Maybe it was the free barbecue buffet - wings and brisket and salad and slaw and drinks for everyone in the room.... all 150 or so of us..

I'm still all in for Mayor Pete, but I've always liked Mike.
I think he's electable, even if he is late to the game.  He's not perfect, but no one is perfect perfect (nor do I want anything to be described as perfect ever again... and now my anti-Trump rant is done).   
And his wealth is impressive, when viewed up close in my little corner of the world.  
Beto showed up, but he didn't feed us, and we had to buy our own beers.
Today, there were yard signs and bumper stickers for the taking. 

It's shaping up to be an interesting race, isn't it?

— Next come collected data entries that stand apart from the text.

/// Fetch the configured window. Open ends of the window fall back to the
/// symbol's full data range.
pub fn load_series(
    data_port: &dyn DataPort,
    settings: &RunSettings,
) -> Result<LoadedSeries, SignalbenchError> {
    let symbol = settings.symbol.as_str();
    let (start, end) = match (settings.start_date, settings.end_date) {
        (Some(start), Some(end)) => (start, end),
        (start, end) => {
            let (first, last, _) =
                data_port
                    .get_data_range(symbol)?
                    .ok_or_else(|| SignalbenchError::NoData {
                        symbol: symbol.to_string(),
                    })?;
            (start.unwrap_or(first), end.unwrap_or(last))
        }
    };

    info!(symbol, %start, %end, "fetching price data");
    let bars = data_port.fetch_ohlcv(symbol, start, end)?;
    if bars.is_empty() {
        return Err(SignalbenchError::NoData {
            symbol: symbol.to_string(),
        });
    }
    if bars.len() < MIN_PRICE_BARS {
        return Err(SignalbenchError::InsufficientData {
            symbol: symbol.to_string(),
            bars: bars.len(),
            minimum: MIN_PRICE_BARS,
        });
    }

    let prices = PriceSeries::from_bars(symbol, &bars)?;
    Ok(LoadedSeries { bars, prices })
}

/// Load data, generate signals, combine, simulate and measure.
pub fn run_backtest_pipeline(
    data_port: &dyn DataPort,
    settings: &RunSettings,
    params: &SignalParams,
) -> Result<BacktestOutcome, SignalbenchError> {
    let series = load_series(data_port, settings)?;
    let outputs = build_signals(&series.bars, params, &settings.models)?;
    let signals = streams(&outputs);

    info!(mode = %settings.mode, models = signals.len(), "combining signals");
    let decisions = combine(&signals, settings.mode, Some(series.prices.len()))?;
    let result = simulate(&series.prices.closes, &decisions, &settings.costs)?;
    let metrics = Metrics::from_simulation(&result, settings.periods_per_year);

    Ok(BacktestOutcome {
        buy_and_hold: series.prices.buy_and_hold_return(),
        final_value: result
            .equity_value(settings.initial_capital)
            .last()
            .copied()
            .unwrap_or(settings.initial_capital),
        prices: series.prices,
        decisions,
        result,
        metrics,
    })
}

/// Rank the configured models under the run's own costs, so the best row
/// re-runs to the same result.
pub fn run_rank_pipeline(
    data_port: &dyn DataPort,
    settings: &RunSettings,
    params: &SignalParams,
) -> Result<RankingTable, SignalbenchError> {
    let series = load_series(data_port, settings)?;
    let models = in_ranking_order(&settings.models);
    let outputs = build_signals(&series.bars, params, &models)?;
    info!(models = outputs.len(), costs = ?settings.costs, "ranking combinations");
    rank_with_costs(&series.prices.closes, &streams(&outputs), &settings.costs)
}

/// Models and policy of a ranking row, for re-running it as a backtest.
pub fn selection_from_row(
    row: &RankingRow,
) -> Result<(Vec<SignalModel>, CombineMode), SignalbenchError> {
    let models = parse_models(&row.combo.join(",")).map_err(|e| SignalbenchError::Data {
        reason: format!("ranking row has an unknown model: {e}"),
    })?;
    Ok((models, row.mode))
}

fn pct(value: f64) -> String {
    format!("{:.2}%", value * 100.0)
}

fn model_list(models: &[SignalModel]) -> String {
    models
        .iter()
        .map(|m| m.name())
        .collect::<Vec<_>>()
        .join(", ")
}

fn print_outcome(settings: &RunSettings, outcome: &BacktestOutcome) {
    let meta = symbol_meta(&settings.symbol);
    let m = &outcome.metrics;

    println!("=== Results ===");
    println!(
        "Symbol:           {} ({}, {})",
        settings.symbol, meta.exchange, meta.currency
    );
    println!("Models:           {}", model_list(&settings.models));
    println!("Mode:             {}", settings.mode);
    if let (Some(first), Some(last)) = (outcome.prices.dates.first(), outcome.prices.dates.last())
    {
        println!("Period:           {} to {} ({} bars)", first, last, m.days);
    }
    println!("Total Return:     {}", pct(m.total_return));
    println!("CAGR:             {}", pct(m.cagr));
    println!("Max Drawdown:     {}", pct(m.max_drawdown));
    println!("Volatility:       {}", pct(m.volatility));
    println!(
        "Trades:           {} ({} open)",
        outcome.result.trade_count, outcome.result.open_trade_count
    );
    println!("Buy & Hold:       {}", pct(outcome.buy_and_hold));
    println!(
        "Final Value:      {:.2} {} (from {:.2})",
        outcome.final_value, meta.currency, settings.initial_capital
    );

    let trips = outcome.result.round_trips();
    if !trips.is_empty() {
        println!("\n=== Round Trips ===");
        for trip in &trips {
            let entry = outcome.prices.dates[trip.entry_index];
            let exit = outcome.prices.dates[trip.exit_index];
            let ret = outcome.prices.closes[trip.exit_index] / outcome.prices.closes[trip.entry_index]
                - 1.0;
            println!("  {} -> {}  {}", entry, exit, pct(ret));
        }
    }
}

fn print_ranking(table: &RankingTable, top: Option<usize>) {
    let shown = top.unwrap_or(table.len()).min(table.len());
    println!(
        "{:<28} {:<8} {:>6} {:>15}",
        "Combo", "Mode", "Trades", "TotalReturn(%)"
    );
    for row in &table.rows[..shown] {
        println!(
            "{:<28} {:<8} {:>6} {:>15.2}",
            row.combo_label(),
            row.mode.to_string(),
            row.trades,
            row.total_return_pct()
        );
    }
    if let Some(best) = table.best() {
        println!(
            "\nBest: {} ({}) {:.2}%",
            best.combo_label(),
            best.mode,
            best.total_return_pct()
        );
    }
}

fn print_signals(prices: &PriceSeries, outputs: &[ModelOutput], last: usize) {
    let start = prices.len().saturating_sub(last);
    for output in outputs {
        println!("\n=== {} ===", output.model);
        let columns: Vec<&str> = output.indicators.iter().map(|c| c.name).collect();
        println!(
            "{:<12} {:>12} {} {:>4} {:>4}",
            "date",
            "close",
            columns
                .iter()
                .map(|c| format!("{:>12}", c))
                .collect::<Vec<_>>()
                .join(" "),
            "buy",
            "sell"
        );
        for i in start..prices.len() {
            let values = output
                .indicators
                .iter()
                .map(|c| match c.values[i] {
                    Some(v) => format!("{:>12.4}", v),
                    None => format!("{:>12}", "-"),
                })
                .collect::<Vec<_>>()
                .join(" ");
            println!(
                "{:<12} {:>12.4} {} {:>4} {:>4}",
                prices.dates[i].to_string(),
                prices.closes[i],
                values,
                u8::from(output.stream.buy[i]),
                u8::from(output.stream.sell[i])
            );
        }
    }
}

fn run_backtest(config_path: &Path, overrides: &Overrides, output: Option<&Path>) -> ExitCode {
    let adapter = match load_validated(config_path) {
        Ok(a) => a,
        Err(code) => return code,
    };
    let settings = match build_run_settings(&adapter, overrides) {
        Ok(s) => s,
        Err(e) => return fail(e),
    };
    let params = match build_signal_params(&adapter) {
        Ok(p) => p,
        Err(e) => return fail(e),
    };

    eprintln!(
        "Running backtest: {} [{}] {}",
        settings.symbol,
        model_list(&settings.models),
        settings.mode
    );
    let data_port = CsvAdapter::new(settings.data_dir.clone());
    let outcome = match run_backtest_pipeline(&data_port, &settings, &params) {
        Ok(o) => o,
        Err(e) => return fail(e),
    };
    print_outcome(&settings, &outcome);

    if let Some(path) = output {
        let report = RunReport {
            prices: &outcome.prices,
            decisions: &outcome.decisions,
            result: &outcome.result,
        };
        if let Err(e) = CsvReportAdapter::new().write(&report, path) {
            return fail(e);
        }
        eprintln!("\nReport written to: {}", path.display());
    }
    ExitCode::SUCCESS
}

Wednesday, February 5, 2020

SOTU - or not

I'm an involved citizen.

I ought to watch the State of the Union address.  A reporter from the AP once asked to sit next to me on my couch and watch one with me.

Tonight, I tried to listen as I drove home.  I lasted one very long block before I removed his presence from my automobile.  He was killing the lovely buzz I carried after visiting with old friends. 

TBG was apologizing before the door closed behind me; he tried but he just couldn't do it... I just couldn't listen to him.

For a while,  with the sound muted, I focused on Nancy Pelosi.  Her smirk may not have been quite proper behavior for a public official in a public space, but, in this alternate universe we're inhabiting it seemed just right.

Tomorrow those fools who applauded every. single. sentence. will deny their oaths to judge impartially.  Tonight, they looked like foxes in the hen house.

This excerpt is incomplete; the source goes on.